_WORK ORDER_
Begin with the first line of the listing and quote every line through the one containing "Relation::Wishlist.def()"; give only those lines.

_SUPPLIED MATERIAL_

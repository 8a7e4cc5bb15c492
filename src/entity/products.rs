use sea_orm::entity::prelude::*;

#[derive(Clone, Debug, PartialEq, DeriveEntityModel)]
#[sea_orm(table_name = "products")]
pub struct Model {
    #[sea_orm(primary_key)]
    pub id: i32,
    pub wishlist_id: i32,
    pub inventory_product_id: i32,
    pub name: String,
    pub price: f64,
    pub status: i32,
    #[sea_orm(column_type = "Text", nullable)]
    pub pic_url: Option<String>,
    #[sea_orm(column_type = "Text", nullable)]
    pub short_desc: Option<String>,
    pub in_cart_status: i32,
    pub created_at: DateTimeWithTimeZone,
    pub updated_at: DateTimeWithTimeZone,
}

#[derive(Copy, Clone, Debug, EnumIter, DeriveRelation)]
pub enum Relation {
    #[sea_orm(
        belongs_to = "super::wishlists::Entity",
        from = "Column::WishlistId",
        to = "super::wishlists::Column::Id",
        on_delete = "Cascade"
    )]
    Wishlist,
}

impl Related<super::wishlists::Entity> for Entity {
    fn to() -> RelationDef {
        Relation::Wishlist.def()
    }
}

impl ActiveModelBehavior for ActiveModel {}
use sea_orm::{
    ActiveModelTrait, ActiveValue::NotSet, ColumnTrait, ConnectionTrait, EntityTrait,
    QueryFilter, Set, TransactionTrait,
};

use crate::{
    dto::{
        products::{CreateProductRequest, UpdateProductRequest},
        wishlists::DeletedProducts,
    },
    entity::{
        Products, now,
        products::{self, ActiveModel, Model as ProductModel},
    },
    error::{AppError, AppResult},
    models::{Availability, InCartStatus, Product},
    response::{ApiResponse, Empty, Meta},
    services::wishlist_service::lock_wishlist,
    state::AppState,
};

pub async fn add_product(
    state: &AppState,
    wishlist_id: i32,
    payload: CreateProductRequest,
) -> AppResult<ApiResponse<Product>> {
    let model = state
        .orm
        .transaction::<_, ProductModel, AppError>(move |txn| {
            Box::pin(async move {
                lock_wishlist(txn, wishlist_id).await?;
                let timestamp = now();
                let active = ActiveModel {
                    id: NotSet,
                    wishlist_id: Set(wishlist_id),
                    inventory_product_id: Set(payload.inventory_product_id),
                    name: Set(payload.name),
                    price: Set(payload.price),
                    status: Set(payload.status.unwrap_or(Availability::Available).code()),
                    pic_url: Set(payload.pic_url),
                    short_desc: Set(payload.short_desc),
                    in_cart_status: Set(InCartStatus::Default.code()),
                    created_at: Set(timestamp),
                    updated_at: Set(timestamp),
                };
                Ok(active.insert(txn).await?)
            })
        })
        .await?;

    tracing::info!(wishlist_id, product_id = model.id, "product added");
    Ok(ApiResponse::success(
        "Product created",
        Product::try_from(model)?,
        Some(Meta::empty()),
    ))
}

pub async fn get_product(
    state: &AppState,
    wishlist_id: i32,
    product_id: i32,
) -> AppResult<ApiResponse<Product>> {
    let model = find_scoped(&state.orm, wishlist_id, product_id).await?;
    tracing::debug!(wishlist_id, product_id, "product loaded");
    Ok(ApiResponse::success("Product", Product::try_from(model)?, None))
}

/// Fail with `NotFound` unless the product exists in the wishlist.
pub async fn require_product(state: &AppState, wishlist_id: i32, product_id: i32) -> AppResult<()> {
    find_scoped(&state.orm, wishlist_id, product_id).await.map(|_| ())
}

/// Look a product up by its id alone, whatever wishlist holds it.
pub async fn get_product_by_id(state: &AppState, product_id: i32) -> AppResult<ApiResponse<Product>> {
    let model = Products::find_by_id(product_id)
        .one(&state.orm)
        .await?
        .ok_or_else(|| AppError::NotFound(format!("Product with id {product_id} was not found")))?;
    Ok(ApiResponse::success("Product", Product::try_from(model)?, None))
}

/// Partial update. `status` is always rewritten: the supplied value, or the
/// current one when absent.
pub async fn update_product(
    state: &AppState,
    wishlist_id: i32,
    product_id: i32,
    payload: UpdateProductRequest,
) -> AppResult<ApiResponse<Product>> {
    let model = state
        .orm
        .transaction::<_, ProductModel, AppError>(move |txn| {
            Box::pin(async move {
                lock_wishlist(txn, wishlist_id).await?;
                let existing = find_scoped(txn, wishlist_id, product_id).await?;
                let current_status = Availability::from_code(existing.status.into())
                    .unwrap_or(Availability::Available);

                let mut active: ActiveModel = existing.into();
                if let Some(name) = payload.name {
                    active.name = Set(name);
                }
                if let Some(price) = payload.price {
                    active.price = Set(price);
                }
                if let Some(inventory_product_id) = payload.inventory_product_id {
                    active.inventory_product_id = Set(inventory_product_id);
                }
                if let Some(pic_url) = payload.pic_url {
                    active.pic_url = Set(pic_url);
                }
                if let Some(short_desc) = payload.short_desc {
                    active.short_desc = Set(short_desc);
                }
                active.status = Set(payload.status.unwrap_or(current_status).code());
                active.updated_at = Set(now());

                Ok(active.update(txn).await?)
            })
        })
        .await?;

    tracing::info!(wishlist_id, product_id, "product updated");
    Ok(ApiResponse::success(
        "Updated",
        Product::try_from(model)?,
        Some(Meta::empty()),
    ))
}

pub async fn delete_product(
    state: &AppState,
    wishlist_id: i32,
    product_id: i32,
) -> AppResult<ApiResponse<Empty>> {
    state
        .orm
        .transaction::<_, (), AppError>(move |txn| {
            Box::pin(async move {
                lock_wishlist(txn, wishlist_id).await?;
                let result = Products::delete_many()
                    .filter(products::Column::Id.eq(product_id))
                    .filter(products::Column::WishlistId.eq(wishlist_id))
                    .exec(txn)
                    .await?;
                if result.rows_affected == 0 {
                    return Err(AppError::product_not_found(wishlist_id, product_id));
                }
                Ok(())
            })
        })
        .await?;

    tracing::info!(wishlist_id, product_id, "product deleted");
    Ok(ApiResponse::success(
        "Deleted",
        Empty::default(),
        Some(Meta::empty()),
    ))
}

/// Delete a product by its id alone. The owning wishlist is resolved first
/// so the delete still runs under that wishlist's lock.
pub async fn delete_product_by_id(
    state: &AppState,
    product_id: i32,
) -> AppResult<ApiResponse<Empty>> {
    let owner = Products::find_by_id(product_id)
        .one(&state.orm)
        .await?
        .map(|p| p.wishlist_id)
        .ok_or_else(|| AppError::NotFound(format!("Product with id {product_id} was not found")))?;

    delete_product(state, owner, product_id)
        .await
        .map_err(|err| match err {
            AppError::NotFound(_) => {
                AppError::NotFound(format!("Product with id {product_id} was not found"))
            }
            other => other,
        })
}

/// Remove every product from a wishlist, keeping the wishlist itself.
pub async fn clear_products(
    state: &AppState,
    wishlist_id: i32,
) -> AppResult<ApiResponse<DeletedProducts>> {
    let deleted = state
        .orm
        .transaction::<_, u64, AppError>(move |txn| {
            Box::pin(async move {
                lock_wishlist(txn, wishlist_id).await?;
                let result = Products::delete_many()
                    .filter(products::Column::WishlistId.eq(wishlist_id))
                    .exec(txn)
                    .await?;
                Ok(result.rows_affected)
            })
        })
        .await?;

    tracing::info!(wishlist_id, deleted, "wishlist products cleared");
    Ok(ApiResponse::success(
        "Products deleted",
        DeletedProducts { deleted },
        Some(Meta::empty()),
    ))
}

/// Move a product into the cart. Repeating the call is a no-op.
pub async fn add_to_cart(
    state: &AppState,
    wishlist_id: i32,
    product_id: i32,
) -> AppResult<ApiResponse<Product>> {
    let model = state
        .orm
        .transaction::<_, ProductModel, AppError>(move |txn| {
            Box::pin(async move {
                lock_wishlist(txn, wishlist_id).await?;
                let existing = find_scoped(txn, wishlist_id, product_id).await?;
                if existing.in_cart_status == InCartStatus::InCart.code() {
                    return Ok(existing);
                }

                let mut active: ActiveModel = existing.into();
                active.in_cart_status = Set(InCartStatus::InCart.code());
                active.updated_at = Set(now());
                Ok(active.update(txn).await?)
            })
        })
        .await?;

    tracing::info!(wishlist_id, product_id, "product placed in cart");
    Ok(ApiResponse::success(
        "Product placed in cart",
        Product::try_from(model)?,
        Some(Meta::empty()),
    ))
}

async fn find_scoped<C: ConnectionTrait>(
    db: &C,
    wishlist_id: i32,
    product_id: i32,
) -> AppResult<ProductModel> {
    Products::find_by_id(product_id)
        .filter(products::Column::WishlistId.eq(wishlist_id))
        .one(db)
        .await?
        .ok_or_else(|| AppError::product_not_found(wishlist_id, product_id))
}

_ANSWER SECTION_
repository 8a7e4cc5bb15c492
filename src/entity/products.rs
use sea_orm::entity::prelude::*;

#[derive(Clone, Debug, PartialEq, DeriveEntityModel)]
#[sea_orm(table_name = "products")]
pub struct Model {
    #[sea_orm(primary_key)]
    pub id: i32,
    pub wishlist_id: i32,
    pub inventory_product_id: i32,
    pub name: String,
    pub price: f64,
    pub status: i32,
    #[sea_orm(column_type = "Text", nullable)]
    pub pic_url: Option<String>,
    #[sea_orm(column_type = "Text", nullable)]
    pub short_desc: Option<String>,
    pub in_cart_status: i32,
    pub created_at: DateTimeWithTimeZone,
    pub updated_at: DateTimeWithTimeZone,
}

#[derive(Copy, Clone, Debug, EnumIter, DeriveRelation)]
pub enum Relation {
    #[sea_orm(
        belongs_to = "super::wishlists::Entity",
        from = "Column::WishlistId",
        to = "super::wishlists::Column::Id",
        on_delete = "Cascade"
    )]
    Wishlist,
}

impl Related<super::wishlists::Entity> for Entity {
    fn to() -> RelationDef {
        Relation::Wishlist.def()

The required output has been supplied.